On 1 November 2025, Ukrainian Armed Forces started launching counterattacks directed at liberating the city. By 7 November 2025, the Ukrainian forces infiltrated the city and entrenched themselves, consolidating in a number of houses and high-rise buildings. By 10 November 2025, Ukrainian Armed Forces partially liberated Rodynske.

However, on 28 December 2025, the Russian ‍defense ministry said that the Russian troops have fully captured Rodynske for the second time. As of 11 January 2026, according to various Ukrainian sources, such as Free Radio Ukraine, the city is fully controlled or contested by the Ukrainian Army. As of late April 2026, the Institute for the Study of War's map showed likely Ukrainian presence only in a small part of the town's western outskirts. On 22 August 2026, Russian forces seized the town for the third time.

== Economy ==
The economic profile of the city is determined by the coal mining industry, which is represented by the mines:
- State Enterprise "Krasnolymanskaya Coal Company". The industrial reserve of the enterprise is 234 million 583 thousand tons of coal of the "Zh" brand.
- The "Krasnolymanskaya" mine began its work in 1958. Already in 1959, unprecedented rates of penetration for the Donetsk region were achieved. In 1967, the enterprise achieved a world record - 110 thousand tons of coal were released into the mountain in 31 working days.
- Coal Enterprise "Rodynske" of the "Pokrovskvugillya" enterprise.
- The "Rodynska" mine is an enterprise of high culture and organization.

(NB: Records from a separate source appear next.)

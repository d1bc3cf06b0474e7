use std::fmt;

use serde::Deserialize;

use crate::browser::driver::{NavDirection, PageElement, PageState, ScrollDirection};
use crate::errors::{AgentError, AgentResult};
use crate::llm::types::ToolCall;

pub const DEFAULT_SCROLL_AMOUNT: f64 = 0.75;

/// The closed action vocabulary. Tool names outside this set are rejected
/// when the tool call is decoded, never dispatched reflectively.
#[derive(Debug, Clone, PartialEq)]
pub enum AgentAction {
    ClickElement {
        element_id: u32,
    },
    TypeText {
        element_id: u32,
        text: String,
        submit: bool,
    },
    Scroll {
        direction: ScrollDirection,
        amount: f64,
    },
    Navigate {
        direction: NavDirection,
    },
    GoToUrl {
        url: String,
    },
    SwitchTab {
        tab_index: usize,
    },
    Find {
        content_to_find: String,
    },
    Extract {
        information_to_extract: String,
    },
    SubmitForEvaluation,
}

impl AgentAction {
    pub fn name(&self) -> &'static str {
        match self {
            AgentAction::ClickElement { .. } => "click_element",
            AgentAction::TypeText { .. } => "type_text",
            AgentAction::Scroll { .. } => "scroll",
            AgentAction::Navigate { .. } => "navigate",
            AgentAction::GoToUrl { .. } => "go_to_url",
            AgentAction::SwitchTab { .. } => "switch_tab",
            AgentAction::Find { .. } => "find",
            AgentAction::Extract { .. } => "extract",
            AgentAction::SubmitForEvaluation => "submit_for_evaluation",
        }
    }

    pub fn element_id(&self) -> Option<u32> {
        match self {
            AgentAction::ClickElement { element_id }
            | AgentAction::TypeText { element_id, .. } => Some(*element_id),
            _ => None,
        }
    }

    pub fn is_terminal(&self) -> bool {
        matches!(self, AgentAction::SubmitForEvaluation)
    }

    /// Decode a tool call into an action. Unknown names fail with
    /// `UnsupportedAction`; malformed arguments for a known name are a
    /// decision error.
    pub fn from_tool_call(call: &ToolCall) -> AgentResult<Self> {
        let args: serde_json::Value =
            serde_json::from_str(&call.function.arguments).unwrap_or_else(|_| serde_json::json!({}));
        let name = call.function.name.as_str();

        match name {
            "click_element" => {
                #[derive(Deserialize)]
                struct Args {
                    element_id: u32,
                }
                let args: Args = decode_args(args, name)?;
                Ok(AgentAction::ClickElement {
                    element_id: args.element_id,
                })
            }
            "type_text" => {
                #[derive(Deserialize)]
                struct Args {
                    element_id: u32,
                    text: String,
                    #[serde(default)]
                    submit: bool,
                }
                let args: Args = decode_args(args, name)?;
                Ok(AgentAction::TypeText {
                    element_id: args.element_id,
                    text: args.text,
                    submit: args.submit,
                })
            }
            "scroll" => {
                #[derive(Deserialize)]
                struct Args {
                    direction: ScrollDirection,
                    #[serde(default = "default_scroll_amount")]
                    amount: f64,
                }
                let args: Args = decode_args(args, name)?;
                Ok(AgentAction::Scroll {
                    direction: args.direction,
                    amount: args.amount,
                })
            }
            "navigate" => {
                #[derive(Deserialize)]
                struct Args {
                    direction: NavDirection,
                }
                let args: Args = decode_args(args, name)?;
                Ok(AgentAction::Navigate {
                    direction: args.direction,
                })
            }
            "go_to_url" => {
                #[derive(Deserialize)]
                struct Args {
                    url: String,
                }
                let args: Args = decode_args(args, name)?;
                Ok(AgentAction::GoToUrl { url: args.url })
            }
            "switch_tab" => {
                #[derive(Deserialize)]
                struct Args {
                    tab_index: usize,
                }
                let args: Args = decode_args(args, name)?;
                Ok(AgentAction::SwitchTab {
                    tab_index: args.tab_index,
                })
            }
            "find" => {
                #[derive(Deserialize)]
                struct Args {
                    content_to_find: String,
                }
                let args: Args = decode_args(args, name)?;
                Ok(AgentAction::Find {
                    content_to_find: args.content_to_find,
                })
            }
            "extract" => {
                #[derive(Deserialize)]
                struct Args {
                    information_to_extract: String,
                }
                let args: Args = decode_args(args, name)?;
                Ok(AgentAction::Extract {
                    information_to_extract: args.information_to_extract,
                })
            }
            "submit_for_evaluation" => Ok(AgentAction::SubmitForEvaluation),
            other => Err(AgentError::UnsupportedAction(other.to_string())),
        }
    }

    /// Arguments as JSON for the history rendering, element id omitted (the
    /// resolved element is shown instead).
    fn args_json(&self) -> serde_json::Value {
        match self {
            AgentAction::ClickElement { .. } => serde_json::json!({}),
            AgentAction::TypeText { text, submit, .. } => {
                serde_json::json!({ "text": text, "submit": submit })
            }
            AgentAction::Scroll { direction, amount } => {
                serde_json::json!({ "direction": direction, "amount": amount })
            }
            AgentAction::Navigate { direction } => serde_json::json!({ "direction": direction }),
            AgentAction::GoToUrl { url } => serde_json::json!({ "url": url }),
            AgentAction::SwitchTab { tab_index } => serde_json::json!({ "tab_index": tab_index }),
            AgentAction::Find { content_to_find } => {
                serde_json::json!({ "content_to_find": content_to_find })
            }
            AgentAction::Extract {
                information_to_extract,
            } => serde_json::json!({ "information_to_extract": information_to_extract }),
            AgentAction::SubmitForEvaluation => serde_json::json!({}),
        }
    }
}

fn default_scroll_amount() -> f64 {
    DEFAULT_SCROLL_AMOUNT
}

fn decode_args<T: serde::de::DeserializeOwned>(
    args: serde_json::Value,
    name: &str,
) -> AgentResult<T> {
    serde_json::from_value(args)
        .map_err(|e| AgentError::Decision(format!("invalid arguments for '{name}': {e}")))
}

/// An action paired with the element it resolved to in the snapshot it was
/// chosen against. Used once, then survives only as its string rendering.
#[derive(Debug, Clone)]
pub struct ChosenAction {
    pub action: AgentAction,
    pub element: Option<PageElement>,
}

impl ChosenAction {
    pub fn resolve(action: AgentAction, state: &PageState) -> Self {
        let element = action
            .element_id()
            .and_then(|id| state.elements.get(&id).cloned());
        Self { action, element }
    }
}

impl fmt::Display for ChosenAction {
    fn fmt(&self, f: &mut fmt::Formatter<'_>) -> fmt::Result {
        let args = serde_json::to_string_pretty(&self.action.args_json())
            .unwrap_or_else(|_| "{}".to_string());
        match &self.element {
            Some(element) => {
                let element_json = serde_json::to_string_pretty(element)
                    .unwrap_or_else(|_| "{}".to_string());
                write!(
                    f,
                    "Action: {}\nElement: {}\nArgs: {}",
                    self.action.name(),
                    element_json,
                    args
                )
            }
            None => write!(f, "Action: {}\nArgs: {}", self.action.name(), args),
        }
    }
}

#[cfg(test)]
mod tests {
    use super::*;
    use crate::llm::types::FunctionCall;

    fn call(name: &str, args: serde_json::Value) -> ToolCall {
        ToolCall {
            id: "call_1".into(),
            call_type: "function".into(),
            function: FunctionCall {
                name: name.into(),
                arguments: args.to_string(),
            },
        }
    }

    #[test]
    fn decodes_known_actions() {
        let action =
            AgentAction::from_tool_call(&call("click_element", serde_json::json!({"element_id": 4})))
                .unwrap();
        assert_eq!(action, AgentAction::ClickElement { element_id: 4 });

        let action = AgentAction::from_tool_call(&call(
            "type_text",
            serde_json::json!({"element_id": 2, "text": "wireless mouse", "submit": true}),
        ))
        .unwrap();
        assert_eq!(
            action,
            AgentAction::TypeText {
                element_id: 2,
                text: "wireless mouse".into(),
                submit: true,
            }
        );
    }

    #[test]
    fn scroll_amount_defaults() {
        let action =
            AgentAction::from_tool_call(&call("scroll", serde_json::json!({"direction": "down"})))
                .unwrap();
        assert_eq!(
            action,
            AgentAction::Scroll {
                direction: ScrollDirection::Down,
                amount: DEFAULT_SCROLL_AMOUNT,
            }
        );
    }

    #[test]
    fn unknown_names_are_rejected_at_decode() {
        let result = AgentAction::from_tool_call(&call("teleport", serde_json::json!({})));
        assert!(matches!(result, Err(AgentError::UnsupportedAction(name)) if name == "teleport"));
    }

    #[test]
    fn malformed_arguments_are_a_decision_error() {
        let result = AgentAction::from_tool_call(&call("go_to_url", serde_json::json!({})));
        assert!(matches!(result, Err(AgentError::Decision(_))));
    }

    #[test]
    fn display_includes_element_but_not_its_id_in_args() {
        let mut state = PageState::default();
        state.elements.insert(
            7,
            PageElement {
                id: 7,
                description: "<button>Add to cart</button>".into(),
                in_viewport: true,
            },
        );
        let chosen = ChosenAction::resolve(AgentAction::ClickElement { element_id: 7 }, &state);
        let rendered = chosen.to_string();
        assert!(rendered.starts_with("Action: click_element"));
        assert!(rendered.contains("Add to cart"));
        assert!(!rendered.contains("element_id"));
    }
}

It was put into operation on December 25, 1954.

==Demographics==
In 1992, the population of Rodynske was 15,300 inhabitants. As of the Ukrainian national census in 2001, Rodynske counted 11,988 inhabitants. Like in most urban areas of Donbas, a solid majority of the people living in the town are ethnic Ukrainians, yet Russian is more commonly spoken than Ukrainian. The exact ethnic and linguistic composition was as follows:

== Housing ==
According to data from the city's statistical department, the housing stock is 250.0 thousand square meters of the total area. The large and small housing stock is located in the southern part of the city, which is served by the Municipal enterprise "Rodin Center of the single customer" established in 2007. 80% of the housing stock is in an emergency situation, the main problem is the repair of the roof. In the northern part of the city are built farms.